What you have to do | Could you set down, exactly as they stand, only the lines from the one containing "user was created." through the end of the listing?

--- Task inputs ---

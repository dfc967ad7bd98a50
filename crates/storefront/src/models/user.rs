//! User domain types.

use chrono::{DateTime, Utc};

use wildbloom_core::{Email, UserId};

/// A storefront customer account (domain type).
#[derive(Debug, Clone)]
pub struct User {
    /// Unique user ID.
    pub id: UserId,
    /// User's email address.
    pub email: Email,
    /// Display name.
    pub name: String,
    /// When the email was verified, if it has been.
    pub email_verified_at: Option<DateTime<Utc>>,
    /// When the user was created.
    pub created_at: DateTime<Utc>,
    /// When the user was last updated.
    pub updated_at: DateTime<Utc>,
}

impl User {
    /// Whether the account's email has been verified.
    #[must_use]
    pub const fn is_verified(&self) -> bool {
        self.email_verified_at.is_some()
    }
}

---

Answer to the problem |
    /// When the user was created.
    pub created_at: DateTime<Utc>,
    /// When the user was last updated.
    pub updated_at: DateTime<Utc>,
}

impl User {
    /// Whether the account's email has been verified.
    #[must_use]
    pub const fn is_verified(&self) -> bool {
        self.email_verified_at.is_some()
    }
}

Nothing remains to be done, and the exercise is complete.